Bu şekilde bölmenin iki faydası oldu..

BİR: Duruşmalar karman çorman olmaktan kurtuldu.. Yıllarca sürme ihtimali kalmadı..

İKİ: Halk neyin ne olduğunu daha iyi anlar hale geldi.. 

***

Kimin o gece ne yaptığı belli.. Tanıklar var, kamera kayıtları var..

Teknolojinin imkânları var..

Yanılmıyorsam, iki kişi veya üç kişi darbe yaptığını kabul etti.. Bir; ‘Darbe yaptım, cezası idam olsa bile içim yanmaz’ dedi..

Tepki gecikmedi; küstah, utanmaz, arsız!..

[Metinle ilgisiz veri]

//! Structured logging for bjjlog
//!
//! Pretty output for interactive use, JSON for piping into log tooling,
//! and an optional daily-rotated JSON file.

use serde::{Deserialize, Serialize};
use std::fs;
use std::path::{Path, PathBuf};
use tracing::Level;
use tracing_subscriber::{
    fmt::{self, format::FmtSpan},
    layer::SubscriberExt,
    util::SubscriberInitExt,
    EnvFilter, Layer,
};

/// Logging configuration
#[derive(Debug, Clone, Serialize, Deserialize)]
#[serde(default)]
pub struct LogConfig {
    /// Log level (error, warn, info, debug, trace)
    pub level: LogLevel,

    /// Output format (pretty, json, compact)
    pub format: LogFormat,

    /// Log file path (None for stderr only)
    #[serde(default)]
    pub file_path: Option<PathBuf>,

    /// Rotate the log file daily
    pub rotation: bool,

    /// Include span information
    pub include_spans: bool,
}

impl Default for LogConfig {
    fn default() -> Self {
        Self {
            level: LogLevel::Warn,
            format: LogFormat::Pretty,
            file_path: None,
            rotation: true,
            include_spans: false,
        }
    }
}

/// Log level enum
#[derive(Debug, Clone, Copy, PartialEq, Eq, Serialize, Deserialize)]
#[serde(rename_all = "lowercase")]
pub enum LogLevel {
    Error,
    Warn,
    Info,
    Debug,
    Trace,
}

impl LogLevel {
    pub fn to_tracing_level(&self) -> Level {
        match self {
            LogLevel::Error => Level::ERROR,
            LogLevel::Warn => Level::WARN,
            LogLevel::Info => Level::INFO,
            LogLevel::Debug => Level::DEBUG,
            LogLevel::Trace => Level::TRACE,
        }
    }

    pub fn to_filter(&self) -> String {
        match self {
            LogLevel::Error => "error",
            LogLevel::Warn => "warn",
            LogLevel::Info => "info",
            LogLevel::Debug => "debug",
            LogLevel::Trace => "trace",
        }
        .to_string()
    }

    /// Map a `-v` count onto a level, never quieter than `base`
    pub fn from_verbosity(base: LogLevel, verbose: u8) -> LogLevel {
        let bumped = match verbose {
            0 => return base,
            1 => LogLevel::Info,
            2 => LogLevel::Debug,
            _ => LogLevel::Trace,
        };
        if bumped.to_tracing_level() > base.to_tracing_level() {
            bumped
        } else {
            base
        }
    }
}

impl std::str::FromStr for LogLevel {
    type Err = String;

    fn from_str(s: &str) -> Result<Self, Self::Err> {
        match s.to_lowercase().as_str() {
            "error" => Ok(LogLevel::Error),
            "warn" | "warning" => Ok(LogLevel::Warn),
            "info" => Ok(LogLevel::Info),
            "debug" => Ok(LogLevel::Debug),
            "trace" => Ok(LogLevel::Trace),
            _ => Err(format!("Invalid log level: {}", s)),
        }
    }
}

/// Log output format
#[derive(Debug, Clone, Copy, PartialEq, Eq, Serialize, Deserialize)]
#[serde(rename_all = "lowercase")]
pub enum LogFormat {
    /// Human-readable format with colors (for development)
    Pretty,
    /// JSON format (for production/structured logging)
    Json,
    /// Compact format
    Compact,
}

impl std::str::FromStr for LogFormat {
    type Err = String;

    fn from_str(s: &str) -> Result<Self, Self::Err> {
        match s.to_lowercase().as_str() {
            "pretty" => Ok(LogFormat::Pretty),
            "json" => Ok(LogFormat::Json),
            "compact" => Ok(LogFormat::Compact),
            _ => Err(format!("Invalid log format: {}", s)),
        }
    }
}

/// Initialize the logging system
pub fn init_logging(config: &LogConfig) -> anyhow::Result<()> {
    let filter = EnvFilter::try_from_default_env()
        .unwrap_or_else(|_| EnvFilter::new(format!("bjjlog={}", config.level.to_filter())));

    // stdout carries command output, so logs go to stderr
    let stderr_layer = match config.format {
        LogFormat::Pretty => fmt::layer()
            .with_writer(std::io::stderr)
            .with_target(true)
            .with_line_number(true)
            .with_span_events(if config.include_spans {
                FmtSpan::ENTER | FmtSpan::CLOSE
            } else {
                FmtSpan::NONE
            })
            .boxed(),
        LogFormat::Json => fmt::layer()
            .json()
            .with_writer(std::io::stderr)
            .with_target(true)
            .with_current_span(config.include_spans)
            .with_span_list(config.include_spans)
            .boxed(),
        LogFormat::Compact => fmt::layer()
            .compact()
            .with_writer(std::io::stderr)
            .with_target(true)
            .boxed(),
    };

    let subscriber = tracing_subscriber::registry()
        .with(filter)
        .with(stderr_layer);

    if let Some(file_path) = &config.file_path {
        let directory = file_path.parent().unwrap_or_else(|| Path::new("."));
        fs::create_dir_all(directory)?;

        if config.rotation {
            let file_appender = tracing_appender::rolling::daily(
                directory,
                file_path
                    .file_name()
                    .and_then(|n| n.to_str())
                    .unwrap_or("bjjlog.log"),
            );

            let file_layer = fmt::layer()
                .json()
                .with_writer(file_appender)
                .with_target(true)
                .with_current_span(config.include_spans)
                .with_span_list(config.include_spans);

            subscriber.with(file_layer).try_init()?;
        } else {
            let file = fs::OpenOptions::new()
                .create(true)
                .append(true)
                .open(file_path)?;

            let file_layer = fmt::layer()
                .json()
                .with_writer(file)
                .with_target(true)
                .with_current_span(config.include_spans)
                .with_span_list(config.include_spans);

            subscriber.with(file_layer).try_init()?;
        }
    } else {
        subscriber.try_init()?;
    }

    tracing::debug!(
        level = ?config.level,
        format = ?config.format,
        file = ?config.file_path,
        "Logging initialized"
    );

    Ok(())
}

#[cfg(test)]
mod tests {
    use super::*;

    #[test]
    fn test_log_level_parsing() {
        assert_eq!("info".parse::<LogLevel>().unwrap(), LogLevel::Info);
        assert_eq!("WARNING".parse::<LogLevel>().unwrap(), LogLevel::Warn);
        assert!("loud".parse::<LogLevel>().is_err());
    }

    #[test]
    fn test_log_format_parsing() {
        assert_eq!("json".parse::<LogFormat>().unwrap(), LogFormat::Json);
        assert_eq!("pretty".parse::<LogFormat>().unwrap(), LogFormat::Pretty);
    }

    #[test]
    fn test_verbosity_never_lowers_level() {
        assert_eq!(LogLevel::from_verbosity(LogLevel::Warn, 0), LogLevel::Warn);
        assert_eq!(LogLevel::from_verbosity(LogLevel::Warn, 2), LogLevel::Debug);
        assert_eq!(LogLevel::from_verbosity(LogLevel::Trace, 1), LogLevel::Trace);
    }
}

Katılmıyorum.. Bence en dürüst olanı o..

Kıvırmadı, suçunu kabul etti..

***

Bazıları fetbazlık yaptı..

Geçerken uğradım, görmedim, bilmiyorum, haberim yoktu kıvamında ifade verdi..

Menfez Paşa’sı bile..

Aklımızla alay etti..

(Not; kandırılarak sokağa çıkardıkları vardır, tatbikat diye, memleket tehlikede diye, emir demiri keser diye. Dilerim, yargıçlar titiz çalışmayla yalanla doğruyu ayırır..)

***

Sorum şu..

Gözümüze bakarak yalan söylemeleri mi iyi, suçumu kabul ediyorum, boynumuz kıldan ince demeleri mi?